The Nifty and Sensex both fell more than 1% in trade on Friday. The Nifty 50 fell 1.79 per cent, or 299.40 points, to 16,383.45, while the S&P BSE Sensex fell 1.61 per cent to 54,806.05.
However, individual indices like Nifty consumer durables, Nifty IT, and Nifty metals, Nifty bank were all down 2-4% with multiple stocks hitting their 52-week lows and even trading below their 200-day moving averages.
Indian markets followed a drop in Asian peers after US stocks sank dramatically overnight on concerns that the Federal Reserve's interest rate hike this week may not be enough to combat growing inflation.
The India VIX also rose 4% to 21 levels.
What is India VIX?
It measures the market’s anticipation of volatility in the near term. During Moments of market volatility, the market typically moves sharply up or down and the volatility index tends to climb or fall.
Consumer durable stocks were trading in the negative zone, with the Nifty Consumer Durables index falling 481 points, or 1.85%, at 25,486 points at 12:00 IST.
India’s consumer durable market has been hit with the supply of components stuck for goods ranging from television panels to refrigerators and washing machines, as containers pile up at Shanghai port due to China's "no COVID policy".
Nearly 25–75 per cent of white goods’ components come from China. Air conditioners are the most dependent, with nearly 75 per cent of components imported from China, Business Standard reported.
Among individual stocks, Voltas Ltd (down 6.9%), Rajesh Exports (down 2.68%), Crompton Greaves (down -1.75%) and Havells India (down 0.98%), were the top losers in the pack. Meanwhile, Vaibhav Global is trading in the green, it is up by 2.6 per cent, trading at ₹430.35.
IT stocks were also trading lower in Friday's trade. The nifty IT Index was down about 854.60 points, or 2.69%, at 30586.85 points.

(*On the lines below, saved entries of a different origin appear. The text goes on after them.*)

use std::{f64::consts::TAU, fmt, str::FromStr};

#[cfg(feature = "serde")]
use serde::{Deserialize, Serialize};

use crate::error::Error;

/// Periodic waveform shapes offered by the waveform selector.
#[cfg_attr(feature = "serde", derive(Serialize, Deserialize))]
#[cfg_attr(feature = "serde", serde(rename_all = "lowercase"))]
#[derive(Debug, Clone, Copy, PartialEq, Eq, Default)]
pub enum Waveform {
    #[default]
    Sine,
    Square,
    Sawtooth,
    Triangle,
}

impl Waveform {
    pub const ALL: [Waveform; 4] = [
        Waveform::Sine,
        Waveform::Square,
        Waveform::Sawtooth,
        Waveform::Triangle,
    ];

    pub fn name(self) -> &'static str {
        match self {
            Waveform::Sine => "sine",
            Waveform::Square => "square",
            Waveform::Sawtooth => "sawtooth",
            Waveform::Triangle => "triangle",
        }
    }

    /// Next shape in selector order, wrapping around.
    pub fn next(self) -> Self {
        let index = Self::ALL.iter().position(|w| *w == self).unwrap_or(0);
        Self::ALL[(index + 1) % Self::ALL.len()]
    }

    /// Value of the waveform at `phase` in [0, 1), range [-1, 1].
    pub fn sample(self, phase: f64) -> f32 {
        let value = match self {
            Waveform::Sine => (TAU * phase).sin(),
            Waveform::Square => {
                if phase < 0.5 {
                    1.0
                } else {
                    -1.0
                }
            }
            Waveform::Sawtooth => 2.0 * phase - 1.0,
            Waveform::Triangle => {
                if phase < 0.25 {
                    4.0 * phase
                } else if phase < 0.75 {
                    2.0 - 4.0 * phase
                } else {
                    4.0 * phase - 4.0
                }
            }
        };
        value as f32
    }
}

impl fmt::Display for Waveform {
    fn fmt(&self, f: &mut fmt::Formatter<'_>) -> fmt::Result {
        f.pad(self.name())
    }
}

impl FromStr for Waveform {
    type Err = Error;

    fn from_str(s: &str) -> Result<Self, Self::Err> {
        Self::ALL
            .into_iter()
            .find(|w| w.name() == s)
            .ok_or_else(|| Error::UnknownWaveform(s.to_string()))
    }
}

/// Phase-accumulating oscillator with a fixed shape and frequency.
///
/// Phase is kept in f64 so long-running voices do not drift.
pub struct OscillatorBlock {
    waveform: Waveform,
    frequency: f64,
    phase: f64,
}

impl OscillatorBlock {
    pub fn new(waveform: Waveform, frequency: f64) -> Self {
        Self {
            waveform,
            frequency,
            phase: 0.0,
        }
    }

    pub fn waveform(&self) -> Waveform {
        self.waveform
    }

    pub fn frequency(&self) -> f64 {
        self.frequency
    }

    pub fn reset(&mut self) {
        self.phase = 0.0;
    }

    /// Produce one sample and advance the phase.
    #[inline]
    pub fn next_sample(&mut self, sample_rate: f32) -> f32 {
        let value = self.waveform.sample(self.phase);
        self.phase = (self.phase + self.frequency / sample_rate as f64).fract();
        value
    }

    pub fn render(&mut self, out: &mut [f32], sample_rate: f32) {
        for sample in out.iter_mut() {
            *sample = self.next_sample(sample_rate);
        }
    }
}
use crate::error::{Error, Result};

/*
Envelope Programs
=================

A piano key does not hold a gate open: every triggered note runs a fixed
amplitude program and then falls silent. The program is a list of
breakpoints, each saying "reach this level by this time, using this kind of
ramp", measured from the moment the voice starts.

Vocabulary
----------

  breakpoint  (time offset, target level, ramp kind). The ramp describes
              how the level travels from the previous breakpoint to this one.

  initial     Level at offset 0, before the first breakpoint's ramp begins.

  duration    Offset of the last breakpoint. After it, the level is held.


The Pluck Shape
---------------

  Level
   peak ┐ ╱╲
        │╱  ╲
        │    ╲__
        │       ╲___
  floor └──────────────╲___──→ Time
        0 10ms            1000ms
        attack   exponential decay

  1. Start at 0 (a step straight to the peak would click).
  2. Linear ramp to `peak` over the attack.
  3. Exponential ramp toward a small floor by the end of the note.
     Exponential curves never reach 0, hence the floor (0.001).


Ramp Math
---------

Between breakpoints (t0, v0) and (t1, v1), at time t:

  linear       v = v0 + (v1 - v0) * (t - t0) / (t1 - t0)

  exponential  v = v0 * (v1 / v0) ^ ((t - t0) / (t1 - t0))

Exponential ramps are undefined when v0 is 0 or has the opposite sign of
v1; the level then holds v0 until t1 (this is what Web Audio hosts do, and
it is what happens when the volume control is at 0).
*/

/// How the level travels to a breakpoint's target.
#[derive(Debug, Clone, Copy, PartialEq, Eq)]
pub enum Ramp {
    Linear,
    Exponential,
}

#[derive(Debug, Clone, Copy, PartialEq)]
pub struct Breakpoint {
    /// Seconds from voice start.
    pub offset: f64,
    pub target: f32,
    pub ramp: Ramp,
}

/// Ordered amplitude breakpoints relative to a voice's start time.
#[derive(Debug, Clone, PartialEq)]
pub struct EnvelopeProgram {
    initial: f32,
    breakpoints: Vec<Breakpoint>,
}

impl EnvelopeProgram {
    pub fn new(initial: f32) -> Self {
        Self {
            initial,
            breakpoints: Vec::new(),
        }
    }

    /// Append a breakpoint. Offsets must be strictly increasing, and
    /// exponential targets must be strictly positive.
    pub fn ramp_to(mut self, target: f32, offset: f64, ramp: Ramp) -> Result<Self> {
        if !offset.is_finite() || offset <= self.duration() {
            return Err(Error::InvalidEnvelope(format!(
                "breakpoint at {offset}s does not follow {}s",
                self.duration()
            )));
        }
        if !target.is_finite() {
            return Err(Error::InvalidEnvelope(format!("target {target} is not finite")));
        }
        if ramp == Ramp::Exponential && target <= 0.0 {
            return Err(Error::InvalidEnvelope(format!(
                "exponential ramp cannot reach {target}"
            )));
        }

        self.breakpoints.push(Breakpoint {
            offset,
            target,
            ramp,
        });
        Ok(self)
    }

    /// Attack to `peak`, then decay exponentially toward `floor` by `duration`.
    pub fn pluck(peak: f32, attack: f64, duration: f64, floor: f32) -> Result<Self> {
        Self::new(0.0)
            .ramp_to(peak, attack, Ramp::Linear)?
            .ramp_to(floor, duration, Ramp::Exponential)
    }

    pub fn initial(&self) -> f32 {
        self.initial
    }

    pub fn breakpoints(&self) -> &[Breakpoint] {
        &self.breakpoints
    }

    /// Offset of the last breakpoint (0 for an empty program).
    pub fn duration(&self) -> f64 {
        self.breakpoints.last().map_or(0.0, |b| b.offset)
    }

    /// Level at `elapsed` seconds after the voice started.
    pub fn value_at(&self, elapsed: f64) -> f32 {
        if elapsed <= 0.0 {
            return self.initial;
        }

        let mut from_time = 0.0;
        let mut from_level = self.initial;

        for point in &self.breakpoints {
            if elapsed < point.offset {
                let progress = (elapsed - from_time) / (point.offset - from_time);
                return match point.ramp {
                    Ramp::Linear => {
                        from_level + (point.target - from_level) * progress as f32
                    }
                    Ramp::Exponential => {
                        if from_level == 0.0 || (from_level > 0.0) != (point.target > 0.0) {
                            from_level
                        } else {
                            let ratio = (point.target / from_level) as f64;
                            (from_level as f64 * ratio.powf(progress)) as f32
                        }
                    }
                };
            }
            from_time = point.offset;
            from_level = point.target;
        }

        from_level
    }

    /// Fill `out` with levels for consecutive samples, the first at `elapsed`.
    pub fn render(&self, out: &mut [f32], elapsed: f64, sample_rate: f32) {
        let step = 1.0 / sample_rate as f64;
        for (i, sample) in out.iter_mut().enumerate() {
            *sample = self.value_at(elapsed + i as f64 * step);
        }
    }
}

The IT sector has been battling with high attrition as demand for digital talent continues to outpace supply. The ‘Great Resignation’ was the term coined a few months ago when employees, mainly in the tech and startup sectors, were flooded with offers, joining bonuses, and counteroffers. Industry experts, however, predict that the situation will ease shortly, possibly over the next six months.
Among the components of the Nifty IT Index, Coforage (down 8.37%), Mindtree (down 4.43%), L & T Tech (down 3.05%), Mphasis (down 2.01), and Wipro (down 3.64), were the top losers in the IT Index. Among other losers, Infosys (down 2.99%), HCL Tech (down 2.77%).
In addition, the Nifty Metal Index was down about 186.30 points, or 3.00%, at 5982.60. Vedanta remained the top loser in the index, down by 10.62%, trading around ₹359. The other losers were Jindal stainless (down 4.27%), APL Apollo Tubes (down 4.94%), Hindalco (down 4.68%), and SAIL (down 4.46%).
Metal stocks are facing input cost pressure from the coal shortage. Coking coal prices have skyrocketed. Australian coking coal on the Singapore Exchange has risen in recent months, reaching a record high of $635 a tonne on March 10.
Moreover, the supply of coal from India has been diverted to coal-based thermal power plants, which are trying to meet the peaking power demand from the manufacturing sector.
The banking sector was down about 681.05 points, or 1.91%, at 34558.85 points. Au Small Finance Bank (down 3.93%), Axis Bank (down 3.54%), Federal Bank (down 2.28), HDFC Bank (down 2.17%), IndusInd Bank (down 2.12), ICICI Bank (down 1.68%), and Bank of Baroda (down 1.56%), were the top losers in the Index.
In their latest report, India Ratings and Research said that the RBI's surprise rate hike, which signals a reversal of the interest rate cycle, will weigh on the banking system's credit growth, which was showing signs of revival with an 11 per cent increase.